Informal Design Guidelines for Relation Schemas.pptx

Informal Design Guidelines
for Relation Schemas
Dr. Gowthami V

Four informal guidelines that may be used as measures to determine the quality of
relation schema design:
• Making sure that the semantics of the attributes is clear in the schema
• Minimizing the redundant information in tuples
• Minimizing the NULL values in tuples
• Disallowing the possibility of generating spurious tuples

1. Imparting Clear Semantics to
Attributes in Relations
• Whenever we group attributes to form a relation schema, we assume
that attributes belonging to one relation have certain real-world
meaning and a proper interpretation associated with them. The
semantics of a relation refers to its meaning resulting from the
interpretation of attribute values in a tuple.

Guideline 1
• Design a relation schema so that it is easy to explain its meaning. Do
not combine attributes from multiple entity types and relationship
types into a single relation. Intuitively, if a relation schema
corresponds to one entity type or one relationship type, it is
straightforward to interpret and to explain its meaning. Otherwise, if
the relation corresponds to a mixture of multiple entities and
relationships, semantic ambiguities will result and the relation cannot
be easily explained.

• each tuple relates an employee to a project but also includes the
employee name (Ename), project name (Pname), and project location
(Plocation). Although there is nothing wrong logically with these two
relations, they violate Guideline 1 by mixing attributes from distinct
real-world entities: EMP_DEPT mixes attributes of employees and
departments, and EMP_PROJ mixes attributes of employees and
projects and the WORKS_ON relationship. Hence, they fare poorly
against the above measure of design quality.

2. Redundant Information in Tuples
and Update Anomalies
• Design the base relation schemas so that no insertion, deletion, or
modification anomalies are present in the relations. If any anomalies
are present, note them clearly and make sure that the programs that
update the database will operate correctly.

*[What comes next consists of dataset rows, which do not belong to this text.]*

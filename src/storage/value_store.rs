use std::fs;
use std::num::NonZeroUsize;
use std::path::{Path, PathBuf};
use std::sync::Arc;
use std::sync::atomic::{AtomicU32, AtomicU64, AtomicUsize, Ordering};
use lru::LruCache;
use parking_lot::{Mutex, RwLock};
use crate::core::error::{Error, ErrorKind, Result};
use crate::storage::layout::segment_path;
use crate::storage::segment::{Segment, SegmentHeader};
use crate::storage::string_arena::{StrPosition, StringArena};

#[derive(Debug, Clone, Copy)]
pub struct StoreOptions {
    pub segment_capacity: u32,
    pub row_width: usize,
    pub string_block_size: u32,
}

/// Append-only fixed-width row storage partitioned into capacity-bounded
/// segment files, with a companion string arena and LRU caches over sealed
/// segments and blocks.
///
/// Row ids are implicit: the n-th row ever added has id n. Appends are
/// serialized internally; reads of committed rows never wait on an append
/// beyond the file handle of the segment being written.
pub struct SegmentedStore {
    name: String,
    dir: PathBuf,
    options: StoreOptions,
    segments: RwLock<Vec<Arc<Segment>>>,
    size: AtomicU32,
    cache: Mutex<LruCache<u32, Arc<Vec<u8>>>>,
    cache_size_mb: AtomicUsize,
    generation: AtomicU64,   // bumped under the cache lock on every row rewrite
    strings: StringArena,
    append_lock: Mutex<()>,
}

fn cache_capacity(cache_size_mb: usize, options: &StoreOptions) -> NonZeroUsize {
    let segment_bytes = options.segment_capacity as usize * options.row_width;
    let cached_segments = (cache_size_mb * 1024 * 1024) / segment_bytes.max(1);
    NonZeroUsize::new(cached_segments.max(1)).unwrap_or(NonZeroUsize::MIN)
}

impl SegmentedStore {
    pub fn open(
        dir: &Path,
        name: &str,
        options: StoreOptions,
        cache_size_mb: usize,
        string_cache_size_mb: usize,
    ) -> Result<Self> {
        if options.row_width == 0 || options.segment_capacity == 0 {
            return Err(Error::new(
                ErrorKind::InvalidArgument,
                format!("Store {} needs a non-zero row width and segment capacity", name),
            ));
        }
        fs::create_dir_all(dir)?;

        let header = SegmentHeader::new(options.row_width as u32, options.segment_capacity);
        let mut segments: Vec<Arc<Segment>> = Vec::new();
        let mut size = 0u32;
        loop {
            let segment_no = segments.len() as u32;
            let path = segment_path(dir, name, segment_no);
            if !path.exists() {
                break;
            }
            if let Some(prev) = segments.last() {
                if !prev.is_full() {
                    return Err(Error::new(
                        ErrorKind::Corruption,
                        format!("Segment {} of {} is followed by another but not full", prev.segment_no, name),
                    ));
                }
            }
            let segment = Segment::open(&path, segment_no, header)?;
            size += segment.rows();
            segments.push(Arc::new(segment));
        }

        let cap = cache_capacity(cache_size_mb, &options);

        let strings = StringArena::open(dir, name, options.string_block_size, string_cache_size_mb)?;

        tracing::info!(
            store = name,
            rows = size,
            segments = segments.len(),
            row_width = options.row_width,
            "opened segmented store"
        );

        Ok(SegmentedStore {
            name: name.to_string(),
            dir: dir.to_path_buf(),
            options,
            segments: RwLock::new(segments),
            size: AtomicU32::new(size),
            cache: Mutex::new(LruCache::new(cap)),
            cache_size_mb: AtomicUsize::new(cache_size_mb),
            generation: AtomicU64::new(0),
            strings,
            append_lock: Mutex::new(()),
        })
    }

    pub fn name(&self) -> &str {
        &self.name
    }

    pub fn row_width(&self) -> usize {
        self.options.row_width
    }

    /// Number of committed rows, which is also the next row id
    pub fn size(&self) -> u32 {
        self.size.load(Ordering::Acquire)
    }

    fn locate(&self, row_id: u32) -> (u32, u32) {
        let cap = self.options.segment_capacity;
        (row_id / cap, row_id % cap)
    }

    fn check_width(&self, row: &[u8]) -> Result<()> {
        if row.len() != self.options.row_width {
            return Err(Error::new(
                ErrorKind::InvalidArgument,
                format!(
                    "Row of {} bytes does not match width {} of {}",
                    row.len(), self.options.row_width, self.name
                ),
            ));
        }
        Ok(())
    }

    fn check_row(&self, row_id: u32) -> Result<()> {
        let size = self.size();
        if row_id >= size {
            return Err(Error::new(
                ErrorKind::OutOfRange,
                format!("Row {} out of range, {} holds {} rows", row_id, self.name, size),
            ));
        }
        Ok(())
    }

    fn segment(&self, segment_no: u32) -> Result<Arc<Segment>> {
        self.segments.read().get(segment_no as usize).cloned().ok_or_else(|| {
            Error::new(
                ErrorKind::OutOfRange,
                format!("Segment {} missing in {}", segment_no, self.name),
            )
        })
    }

    /// Append one row and return its id
    pub fn add(&self, row: &[u8]) -> Result<u32> {
        self.check_width(row)?;
        let _lock = self.append_lock.lock();

        let row_id = self.size();
        let (segment_no, _) = self.locate(row_id);

        let segment = {
            let mut segments = self.segments.write();
            if segment_no as usize == segments.len() {
                let path = segment_path(&self.dir, &self.name, segment_no);
                let header = SegmentHeader::new(self.options.row_width as u32, self.options.segment_capacity);
                segments.push(Arc::new(Segment::create(&path, segment_no, header)?));
                tracing::debug!(store = %self.name, segment_no, "opened new segment");
            }
            segments[segment_no as usize].clone()
        };

        segment.append(row)?;
        self.size.store(row_id + 1, Ordering::Release);
        Ok(row_id)
    }

    pub fn get(&self, row_id: u32) -> Result<Vec<u8>> {
        self.check_row(row_id)?;
        let (segment_no, pos) = self.locate(row_id);
        let segment = self.segment(segment_no)?;

        if !segment.is_full() {
            return segment.read(pos);
        }

        let data = self.cached_segment(segment_no, &segment)?;
        let width = self.options.row_width;
        let start = pos as usize * width;
        Ok(data[start..start + width].to_vec())
    }

    fn cached_segment(&self, segment_no: u32, segment: &Segment) -> Result<Arc<Vec<u8>>> {
        if let Some(data) = self.cache.lock().get(&segment_no) {
            return Ok(data.clone());
        }
        let generation = self.generation.load(Ordering::Acquire);
        let data = Arc::new(segment.read_all()?);

        // a rewrite since the read makes this copy stale
        let mut cache = self.cache.lock();
        if self.generation.load(Ordering::Acquire) == generation {
            cache.put(segment_no, data.clone());
        }
        Ok(data)
    }

    fn invalidate(&self, segment_no: Option<u32>) {
        let mut cache = self.cache.lock();
        self.generation.fetch_add(1, Ordering::AcqRel);
        match segment_no {
            Some(segment_no) => {
                cache.pop(&segment_no);
            }
            None => cache.clear(),
        }
    }

    pub fn update(&self, row_id: u32, row: &[u8]) -> Result<()> {
        self.check_width(row)?;
        self.check_row(row_id)?;
        let (segment_no, pos) = self.locate(row_id);
        let segment = self.segment(segment_no)?;
        segment.write(pos, row)?;
        self.invalidate(Some(segment_no));
        Ok(())
    }

    pub fn add_string(&self, bytes: &[u8]) -> Result<(u32, u32)> {
        self.strings.add(bytes)
    }

    pub fn get_string(&self, row_id: u32, position: StrPosition) -> Result<Vec<u8>> {
        self.strings.get(position).map_err(|e| {
            Error::new(e.kind, format!("row {} of {}: {}", row_id, self.name, e.context))
        })
    }

    /// Rewrite the string referenced by `row_id`. Bytes that fit in the old
    /// slot stay in place, longer values are appended and relocated.
    pub fn update_string(&self, row_id: u32, bytes: &[u8], old: StrPosition) -> Result<StrPosition> {
        if bytes.len() as u64 <= old.len as u64 && old.len > 0 {
            self.strings.overwrite(old.block_id, old.in_block_pos, bytes)?;
            return Ok(StrPosition {
                block_id: old.block_id,
                in_block_pos: old.in_block_pos,
                len: bytes.len() as u32,
            });
        }

        let (block_id, in_block_pos) = self.strings.add(bytes)?;
        tracing::trace!(store = %self.name, row_id, block_id, in_block_pos, "relocated string");
        Ok(StrPosition {
            block_id,
            in_block_pos,
            len: bytes.len() as u32,
        })
    }

    /// Drop every row from `count` onwards
    pub fn truncate(&self, count: u32) -> Result<()> {
        let _lock = self.append_lock.lock();
        let size = self.size();
        if count >= size {
            return Ok(());
        }

        let cap = self.options.segment_capacity;
        let keep = count.div_ceil(cap) as usize;

        let mut segments = self.segments.write();
        for segment in segments.drain(keep..) {
            fs::remove_file(&segment.path)?;
        }
        if let Some(last) = segments.last() {
            last.truncate(count - (keep as u32 - 1) * cap)?;
        }
        self.size.store(count, Ordering::Release);
        self.invalidate(None);

        tracing::info!(store = %self.name, from = size, to = count, "truncated segmented store");
        Ok(())
    }

    /// Row and string cache budgets in MiB
    pub fn cache_size(&self) -> (usize, usize) {
        (self.cache_size_mb.load(Ordering::Acquire), self.strings.cache_size_mb())
    }

    /// Change both cache budgets at runtime
    pub fn alter_cache_size(&self, cache_size_mb: usize, string_cache_size_mb: usize) {
        let cap = cache_capacity(cache_size_mb, &self.options);
        self.cache.lock().resize(cap);
        self.cache_size_mb.store(cache_size_mb, Ordering::Release);
        self.strings.resize_cache(string_cache_size_mb);
        tracing::info!(store = %self.name, cache_size_mb, segments = cap.get(), "resized segment cache");
    }

    /// Bytes held by the segment and string block caches
    pub fn memory_bytes(&self) -> usize {
        let segments: usize = self.cache.lock().iter().map(|(_, data)| data.len()).sum();
        segments + self.strings.cached_bytes()
    }

    /// Segments currently cached
    pub fn cached_segments(&self) -> usize {
        self.cache.lock().len()
    }

    pub fn sync(&self) -> Result<()> {
        for segment in self.segments.read().iter() {
            segment.sync()?;
        }
        self.strings.sync()
    }
}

• In database design, redundant information refers to the unnecessary
repetition of data within a database. Redundancy can lead to several
problems, often referred to as anomalies:
• Update Anomalies: If redundant data exists in multiple places,
updating the data in one place but not in others can lead to
inconsistencies. For example, if a customer's address is stored in
several tables and the customer moves, failing to update all instances
of the address can result in having multiple, conflicting addresses for
the same customer.

• Insertion Anomalies: These occur when you cannot add data to the
database due to the absence of other data. For instance, if a new
student must be added to a database but there is no course record
yet, and if the database design requires a course record for each
student, then the student cannot be added without also creating a
placeholder for the course.

• Deletion Anomalies: These occur when deleting some data
inadvertently results in losing other valuable data. For example, if a
student record is deleted, and this record also stores unique
information about a course (and if this information is only stored in
the student record), then deleting the student record would result in
losing the course information as well.

Why Avoid Redundant Information?
• Consistency is maintained: Changes to data only need to be made in
one place, preventing conflicting data entries.
• Data Integrity is preserved: The database accurately reflects real-
world entities and their relationships without inconsistencies.
• Efficiency is improved: Reducing the size of the database by
eliminating duplicate entries saves storage space and makes data
management more straightforward.

• There are three main types of anomalies:
• Update Anomalies:
• Definition: Occur when data is duplicated in multiple places, and a
change to the data in one place does not automatically propagate to
all instances of that data.
• Example: Suppose a customer's phone number is stored in multiple
rows of a table because the customer has multiple orders. If the
customer changes their phone number and the update is made in
only one row, the other rows will have outdated information. This
inconsistency can cause confusion and errors.

• Insertion Anomalies:
• Definition: Occur when certain data cannot be added to the database
without the presence of other data.
• Example: Consider a table that stores both student and course
information. If the database design requires that each student must
be associated with a course, then it becomes impossible to add a new
student who hasn't yet enrolled in any course. This restriction is due
to the poor structure of the table, where unrelated data is combined
in a single table.

• Deletion Anomalies:
• Definition: Occur when the deletion of some data inadvertently
causes the loss of other data.
• Example: Suppose a database table stores both employee information
and department details. If the last employee in a department is
deleted from the table, the department information might also be
lost, even though the department still exists independently of its
employees. This happens because the department information is tied
directly to the employee record, and there’s no separate record for
departments.

3. NULL Values in Tuples
• In relational databases, a null value represents the absence of a value
or that the value is unknown. While null values can be useful in
certain situations, overusing them or allowing them to be scattered
throughout the database can lead to various problems, such as
complications in query results, misunderstandings in data
interpretation, and difficulties in maintaining data integrity.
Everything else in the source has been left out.